The euro has had a very volatile week and suffered decent losses recently. EURUSD was rejected from more than one-year highs around 1.15 and dipped to 1.1050 by the end of the week. On Monday, the common currency bounced from lows and has been challenging the 1.12 handle which came into market focus again.
In the daily charts, there is a symmetrical triangle formation, pointing to a potential bottom at the above-mentioned lows. On the other hand, the euro is yet to confirm a break above 1.12 as the momentum looks indecisive so far. The main driver behind a local bounce in the common currency is broad-based dollar weakness. Last week, the greenback had the best week since 2015 and now it looks attractive for profit-taking.
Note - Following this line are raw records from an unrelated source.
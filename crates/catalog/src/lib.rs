//! # Catalog Crate
//!
//! This crate loads the movie catalog and indexes it for identifier lookups.
//!
//! ## Main Components
//!
//! - **types**: Core domain types (MovieRecord, Catalog)
//! - **parser**: Parse the JSON source into records
//! - **index**: Build the immutable catalog and its id index
//! - **error**: Error types for catalog loading
//!
//! ## Example Usage
//!
//! ```ignore
//! use catalog::Catalog;
//! use std::path::Path;
//!
//! let catalog = Catalog::load_from_file(Path::new("data/movies.json"))?;
//!
//! let movie = catalog.get_movie(1).unwrap();
//! println!("{} ({})", movie.name, movie.release_year);
//! ```
//!
//! The catalog is built exactly once and never mutated, so it is shared
//! between callers as `Arc<Catalog>`.

// Public modules
pub mod error;
pub mod types;
pub mod parser;
pub mod index;

// Re-export commonly used types for convenience
pub use error::{CatalogLoadError, Result};
pub use types::{Catalog, MovieId, MovieRecord};

#[cfg(test)]
mod tests {
    use super::*;

    #[test]
    fn test_record_serializes_with_source_names() {
        let movie = MovieRecord {
            id: 1,
            name: "The Prison Escape".to_string(),
            director: "John Director".to_string(),
            release_year: 1994,
            genre: "Drama".to_string(),
            description: "Two men bond.".to_string(),
            duration_minutes: 142,
            rating: 9.3,
        };

        let value = serde_json::to_value(&movie).unwrap();
        assert_eq!(value["movieName"], "The Prison Escape");
        assert_eq!(value["year"], 1994);
        assert_eq!(value["duration"], 142);
        assert_eq!(value["imdbRating"], 9.3);
    }

    #[test]
    fn test_catalog_is_shareable() {
        fn assert_send_sync<T: Send + Sync>() {}
        assert_send_sync::<Catalog>();
    }
}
The dollar turned lower after the Federal Reserve cut interest rates to 0.0%-0.25% and announced a massive quantitative easing program on Sunday so that to support the domestic economy that could be on the brink of a recession because of the spread of the coronavirus.
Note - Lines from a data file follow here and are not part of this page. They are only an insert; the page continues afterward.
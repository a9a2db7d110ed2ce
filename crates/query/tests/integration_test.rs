//! Integration tests for the query engine.
//!
//! These tests load the bundled catalog from `data/movies.json` and check the
//! search rules end to end.

use catalog::{Catalog, MovieRecord};
use query::{MovieQueryEngine, SearchCriteria};
use std::path::Path;
use std::sync::Arc;

fn load_engine() -> MovieQueryEngine {
    let path = Path::new(env!("CARGO_MANIFEST_DIR")).join("../../data/movies.json");
    let catalog = Catalog::load_from_file(&path).expect("bundled catalog should load");
    MovieQueryEngine::new(Arc::new(catalog))
}

fn search(
    engine: &MovieQueryEngine,
    name: Option<&str>,
    id: Option<i64>,
    genre: Option<&str>,
) -> Vec<i64> {
    engine
        .search(&SearchCriteria::from_parts(name, id, genre))
        .iter()
        .map(|m| m.id)
        .collect()
}

fn all_ids(engine: &MovieQueryEngine) -> Vec<i64> {
    engine.get_all().iter().map(|m| m.id).collect()
}

#[test]
fn test_get_all_movies() {
    let engine = load_engine();
    assert_eq!(engine.get_all().len(), 12);
    assert_eq!(all_ids(&engine), (1..=12).collect::<Vec<i64>>());
}

#[test]
fn test_get_movie_by_id() {
    let engine = load_engine();

    let movie = engine.get_by_id(Some(1)).expect("movie 1 exists");
    assert_eq!(movie.name, "The Prison Escape");
    assert_eq!(movie.director, "John Director");

    assert!(engine.get_by_id(Some(999)).is_none());
    assert!(engine.get_by_id(None).is_none());
    assert!(engine.get_by_id(Some(0)).is_none());
    assert!(engine.get_by_id(Some(-1)).is_none());
}

#[test]
fn test_search_without_criteria_returns_catalog_in_order() {
    let engine = load_engine();
    assert_eq!(search(&engine, None, None, None), all_ids(&engine));
}

#[test]
fn test_blank_criteria_are_no_ops() {
    let engine = load_engine();
    let everything = all_ids(&engine);

    assert_eq!(search(&engine, Some(""), None, None), everything);
    assert_eq!(search(&engine, Some("   "), None, None), everything);
    assert_eq!(search(&engine, None, None, Some(" \t ")), everything);
    assert_eq!(search(&engine, Some(""), Some(0), Some("")), everything);
    assert_eq!(search(&engine, None, Some(-1), None), everything);
}

#[test]
fn test_search_by_name() {
    let engine = load_engine();

    let exact = engine.search_by_name("The Prison Escape");
    assert_eq!(exact.len(), 1);
    assert_eq!(exact[0].name, "The Prison Escape");

    let partial = engine.search_by_name("the");
    assert!(partial.len() >= 6);
    assert!(partial.iter().all(|m| m.name.to_lowercase().contains("the")));

    let hero = engine.search_by_name("hero");
    assert!(hero.iter().any(|m| m.name == "The Masked Hero"));

    assert!(engine.search_by_name("nonexistentmovie").is_empty());
}

#[test]
fn test_search_is_case_insensitive_and_trims() {
    let engine = load_engine();

    let upper = search(&engine, Some("PRISON"), None, None);
    let lower = search(&engine, Some("prison"), None, None);
    let title = search(&engine, Some("Prison"), None, None);
    let padded = search(&engine, Some("  prison  "), None, None);

    assert_eq!(upper, vec![1]);
    assert_eq!(upper, lower);
    assert_eq!(lower, title);
    assert_eq!(lower, padded);

    assert_eq!(
        search(&engine, None, None, Some("DRAMA")),
        search(&engine, None, None, Some("  drama  "))
    );
}

#[test]
fn test_search_by_genre() {
    let engine = load_engine();

    let drama = engine.search_by_genre("Drama");
    assert!(!drama.is_empty());
    assert!(drama.iter().all(|m| m.genre.to_lowercase().contains("drama")));

    let crime = engine.search_by_genre("crime");
    assert!(crime.len() >= 2);
    assert!(crime.iter().all(|m| m.genre.to_lowercase().contains("crime")));

    let action = engine.search_by_genre("Action");
    assert!(!action.is_empty());

    assert!(engine.search_by_genre("NonexistentGenre").is_empty());
}

#[test]
fn test_search_by_id() {
    let engine = load_engine();

    assert_eq!(search(&engine, None, Some(1), None), vec![1]);
    assert!(search(&engine, None, Some(999), None).is_empty());
    assert_eq!(
        search(&engine, Some("SomeOtherName"), Some(1), Some("SomeOtherGenre")),
        vec![1]
    );
}

#[test]
fn test_combined_criteria_are_conjunctive() {
    let engine = load_engine();

    let results: Vec<&MovieRecord> =
        engine.search(&SearchCriteria::new().with_name("family").with_genre("crime"));
    assert_eq!(results.len(), 1);
    assert_eq!(results[0].name, "The Family Boss");

    // Narrowing by name and genre keeps catalog order
    let the_crime = search(&engine, Some("the"), None, Some("crime"));
    assert_eq!(the_crime, vec![2, 3, 8]);
}

#[test]
fn test_all_genres_sorted_and_unique() {
    let engine = load_engine();
    let genres = engine.all_genres();

    assert!(genres.contains(&"Action/Crime"));
    assert!(genres.contains(&"Drama"));
    assert!(genres.contains(&"Crime/Drama"));
    assert!(genres.windows(2).all(|pair| pair[0] < pair[1]));
}

#[test]
fn test_concurrent_searches_share_one_catalog() {
    let engine = load_engine();
    let expected = search(&engine, Some("the"), None, Some("drama"));

    std::thread::scope(|scope| {
        for _ in 0..8 {
            let engine = engine.clone();
            let expected = &expected;
            scope.spawn(move || {
                for _ in 0..100 {
                    assert_eq!(&search(&engine, Some("the"), None, Some("drama")), expected);
                }
            });
        }
    });
}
The single currency also cheered the statement by the German economy ministry. According to the officials, the domestic economy could stabilize in the third quarter of supply chains are intact again. On the negative side, Italian inflation figures showed that consumer prices declined 0.1% in February and were up 0.3% annually. Both figures came in lower than expected.
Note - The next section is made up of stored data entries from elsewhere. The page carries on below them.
//! Rendering of query results as colored text or JSON.

use catalog::MovieRecord;
use colored::Colorize;
use query::SearchCriteria;
use serde::Serialize;

/// JSON envelope returned by the `search` command
#[derive(Debug, Serialize)]
#[serde(rename_all = "camelCase")]
pub struct SearchResponse<'a> {
    pub success: bool,
    pub movies: Vec<&'a MovieRecord>,
    pub count: usize,
    pub search_criteria: CriteriaEcho,
    pub message: String,
}

/// The criteria as the caller typed them, absent values rendered as ""
#[derive(Debug, Serialize, PartialEq, Eq)]
pub struct CriteriaEcho {
    pub name: String,
    pub id: String,
    pub genre: String,
}

impl<'a> SearchResponse<'a> {
    pub fn new(criteria: &SearchCriteria, movies: Vec<&'a MovieRecord>) -> Self {
        let message = search_message(movies.len(), criteria);
        Self {
            success: true,
            count: movies.len(),
            movies,
            search_criteria: CriteriaEcho::from(criteria),
            message,
        }
    }
}

impl From<&SearchCriteria> for CriteriaEcho {
    fn from(criteria: &SearchCriteria) -> Self {
        Self {
            name: criteria.name.clone().unwrap_or_default(),
            id: criteria.id.map(|id| id.to_string()).unwrap_or_default(),
            genre: criteria.genre.clone().unwrap_or_default(),
        }
    }
}

/// Human-readable summary of a search
pub fn search_message(count: usize, criteria: &SearchCriteria) -> String {
    match count {
        0 if criteria.is_unspecified() => "Provide search criteria to find movies.".to_string(),
        0 => "No movies found matching your search criteria.".to_string(),
        1 => "Found 1 movie matching your search.".to_string(),
        n => format!("Found {} movies matching your search.", n),
    }
}

/// Print a JSON value to stdout
pub fn print_json<T: Serialize + ?Sized>(value: &T) -> anyhow::Result<()> {
    println!("{}", serde_json::to_string_pretty(value)?);
    Ok(())
}

/// One-line summary of a movie
pub fn print_movie_line(movie: &MovieRecord) {
    println!(
        "{}: {} ({}) [{}] - {:.1}",
        movie.id.to_string().green(),
        movie.name.bold(),
        movie.release_year,
        movie.genre,
        movie.rating
    );
}

/// Every field of a movie
pub fn print_movie_details(movie: &MovieRecord) {
    println!("{}", format!("{} ({})", movie.name, movie.release_year).bold().blue());
    println!("{}ID: {}", "• ".green(), movie.id);
    println!("{}Director: {}", "• ".green(), movie.director);
    println!("{}Genre: {}", "• ".green(), movie.genre);
    println!("{}Duration: {} min", "• ".green(), movie.duration_minutes);
    println!("{}Rating: {:.1}", "• ".cyan(), movie.rating);
    println!("   {}", movie.description);
}

pub fn print_genres(genres: &[&str]) {
    println!("{}", "Genres:".bold().blue());
    for genre in genres {
        println!("  - {}", genre);
    }
}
At this stage, the euro’s bullish potential looks too modest to call a bottom and bet on a rally in the near term. Once the USD traders digest the easing measures taken by the Federal Reserve, the common currency may get back under the downside pressure, as the situation in Italy looks critical, and the upcoming European data may disappoint.
On Tuesday, the potentially weak ZEW survey may deter euro bulls and bring the pair back below the key moving averages. In the immediate term, the prices need to make a decisive break above the 1.1220-1.1230 region to confirm the bullish bounce. Otherwise, the 200-DMA around 1.11 will come into market focus first.